Calculation of Failure Rate: The WCAP methodology uses the Westinghouse Structural Reliability and Risk Assessment computer code to calculate failure rates. TVA uses the computer code WinPRAISE to calculate failure rates. The original version of this code (PC-PRAISE), a probabilistic facture mechanics computer code for piping reliability analysis, was developed for the NRC. WinPRAISE is a Windows version of PC-PRAISE.
- 2.
Determination of the Failure Rate for a Segment: In the WCAP process, the most susceptible failure mechanisms were postulated for each segment and a failure probability was calculated using the most limiting condition for the segment. At TVA, failure rates are quantified for the individual elements in a segment, and the highest individual failure rate is used to determine segment risk.
- 3.
Structural Element Selection: In the WCAP process, selection of elements of low failure potential in Regions 1 and 2 of the Structural Element Selection Matrix is determined by a
- 3 statistical evaluation process. At TVA, two methods are used to select the elements. For those elements with a quantified failure potential, the risk of the individual element was utilized in selecting examination locations. For those elements with no quantified failure potential, the existing examination requirements of Section XI of the ASME Code were used.
- 4.
Examination of Category A Welds: As part of BFN, Unit 1 restart effort, large portions of piping subjected to intergranular stress-corrosion cracking (IGSCC) were replaced by resistant materials or subjected to mitigating measures that lowered failure rates.

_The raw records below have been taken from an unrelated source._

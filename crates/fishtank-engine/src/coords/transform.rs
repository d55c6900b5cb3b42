use glam::{Quat, Vec3};

use super::Rotator;

/// Rigid world transform (rotation then translation, no scale).
#[derive(Debug, Copy, Clone, PartialEq)]
pub struct Transform {
    pub rotation: Quat,
    pub translation: Vec3,
}

impl Default for Transform {
    fn default() -> Self {
        Self::IDENTITY
    }
}

impl Transform {
    pub const IDENTITY: Transform = Transform {
        rotation: Quat::IDENTITY,
        translation: Vec3::ZERO,
    };

    #[inline]
    pub fn new(rotation: Quat, translation: Vec3) -> Self {
        Self { rotation, translation }
    }

    #[inline]
    pub fn from_translation(translation: Vec3) -> Self {
        Self { rotation: Quat::IDENTITY, translation }
    }

    #[inline]
    pub fn from_rotator(rotator: Rotator, translation: Vec3) -> Self {
        Self { rotation: rotator.to_quat(), translation }
    }

    /// Maps a point from this transform's local frame into world space.
    #[inline]
    pub fn transform_point(&self, local: Vec3) -> Vec3 {
        self.rotation * local + self.translation
    }

    /// Maps a world-space point into this transform's local frame.
    #[inline]
    pub fn inverse_transform_point(&self, world: Vec3) -> Vec3 {
        self.rotation.inverse() * (world - self.translation)
    }

    #[inline]
    pub fn forward(&self) -> Vec3 {
        self.rotation * Vec3::X
    }

    #[inline]
    pub fn right(&self) -> Vec3 {
        self.rotation * Vec3::Y
    }

    #[inline]
    pub fn up(&self) -> Vec3 {
        self.rotation * Vec3::Z
    }

    #[inline]
    pub fn is_finite(&self) -> bool {
        self.rotation.is_finite() && self.translation.is_finite()
    }
}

Consequently, some Category A welds in segments whose failures could result in a large loss-of-coolant accident (LOCA) were assigned from high to low safety significance. In the WCAP process, BWRVIP-75 (Reference 5) Category A weld augmented inspections for IGSCC can be reduced to the recommended RI-ISI program sample size. The TVA RI-ISI program will continue to follow BWRVIP-75, Category A inspection requirements for segments susceptible to large LOCAs.
Based on the discussions and analyses below, the staff concludes that these deviations were acceptable. All deviations between the TVA methodology and the approved WCAP methodology are discussed in this safety evaluation.
3.2
NRC Staff Evaluation
3.2.1 Proposed Changes to the lSI Program The scope of the licensee's proposed RI-ISI program is limited to ASME Class 1 and Class 2 piping only, consisting of Category B-F and B-J welds, and Class 2 piping, Categories C-F-1, and C-F-2 welds. The RI-ISI program was proposed as an alternative to the existing lSI program that is based on the requirements of the ASME Code. A general description of the proposed changes to the lSI program was provided in the licensee's submittal. Table 5-1 of the application provides a comparison summary of inspection selections between the current lSI program and the proposed RI-ISI program. The NRC staff finds that the information submitted adequately defines the proposed changes resulting from the RI-ISI program.

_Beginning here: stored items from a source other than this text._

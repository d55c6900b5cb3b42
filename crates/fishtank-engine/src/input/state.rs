use std::collections::HashSet;

use super::frame::InputFrame;
use super::types::{InputEvent, Key, KeyState};

/// Current input state of one window.
#[derive(Debug, Default)]
pub struct InputState {
    pub focused: bool,

    /// Logical pixels; `None` while the pointer is outside the window.
    pub pointer_pos: Option<(f32, f32)>,

    pub keys_down: HashSet<Key>,
}

impl InputState {
    /// Folds `ev` into the held state and records transitions in `frame`.
    pub fn apply_event(&mut self, frame: &mut InputFrame, ev: InputEvent) {
        match &ev {
            InputEvent::Focused(focused) => {
                self.focused = *focused;
                if !focused {
                    // Releases are not delivered to unfocused windows.
                    self.keys_down.clear();
                }
            }

            InputEvent::PointerMoved { x, y } => {
                self.pointer_pos = Some((*x, *y));
                frame.pointer_changed = true;
            }

            InputEvent::PointerLeft => {
                self.pointer_pos = None;
                frame.pointer_changed = true;
            }

            InputEvent::Key { key, state, .. } => match state {
                KeyState::Pressed => {
                    if self.keys_down.insert(*key) {
                        frame.keys_pressed.insert(*key);
                    }
                }
                KeyState::Released => {
                    if self.keys_down.remove(key) {
                        frame.keys_released.insert(*key);
                    }
                }
            },
        }

        frame.events.push(ev);
    }

    pub fn key_down(&self, key: Key) -> bool {
        self.keys_down.contains(&key)
    }
}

TVA stated that all augmented programs listed in the BFN, Unit 1 Surveillance Instruction Program, 1-SI-4.6.G, are unaffected by this application and all examinations committed in those programs will continue. No changes were made to BFN, Unit 1 updated final safety analysis report for the implementation of the RI-ISI program. The applicable aspects of the ASME Code not affected by the change will be retained, such as inspection methods, acceptance guidelines, pressure testing, corrective measures, documentation requirements, and quality control requirements.

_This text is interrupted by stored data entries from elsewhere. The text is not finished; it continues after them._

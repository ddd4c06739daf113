// SPDX-License-Identifier: CEPL-1.0
use ash::vk;
use thiserror::Error;

/// Failures the caller may want to tell apart. Everything else travels as
/// `anyhow::Error` with context naming the driver call.
#[derive(Debug, Error)]
pub enum RenderError {
    #[error("failed to load the Vulkan loader: {0}")]
    Loader(#[from] ash::LoadingError),
    #[error("no GPU offers graphics, present, swapchain and sampler anisotropy")]
    NoSuitableGpu,
    #[error("surface reports no formats")]
    NoSurfaceFormats,
    #[error("surface reports no present modes")]
    NoPresentModes,
    #[error("no depth format supports optimal-tiling depth attachments")]
    NoDepthFormat,
    #[error("no memory type matches bits {type_bits:#x} with {flags:?}")]
    NoMemoryType {
        type_bits: u32,
        flags: vk::MemoryPropertyFlags,
    },
    #[error("unsupported layout transition {from:?} -> {to:?}")]
    UnsupportedLayoutTransition {
        from: vk::ImageLayout,
        to: vk::ImageLayout,
    },
    #[error("shader blob is not valid SPIR-V")]
    BadSpirv(#[source] std::io::Error),
    #[error("no shaders supplied and builtin shaders are not compiled in")]
    NoShaders,
}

3.2.2 Engineering Analysis In accordance with the WCAP methodology, TVA reviewed the failure history of piping systems at BFN Unit 1 and industry experience to analyze each system for parameters indicative of particular degradation mechanisms. TVA noted that their application deviated from the approved WCAP methodology in two areas related to the determination of failure probabilities for the pipe segments.
- 4 The WCAP process postulates the worst-case parameters (e.g., most susceptible failure mechanisms and stress levels) within the segment and then calculates a failure probability using the most limiting condition for the segment. At TVA, failure rates are quantified for each individual element in a segment, and the highest individual failure rate is used to determine segment risk. This represents a deviation from the approved methodology. Studies performed for BFN Unit 3, RI-ISI program (Reference 7) indicated that the TVA method produced results equivalent to those of the approved WCAP methodology.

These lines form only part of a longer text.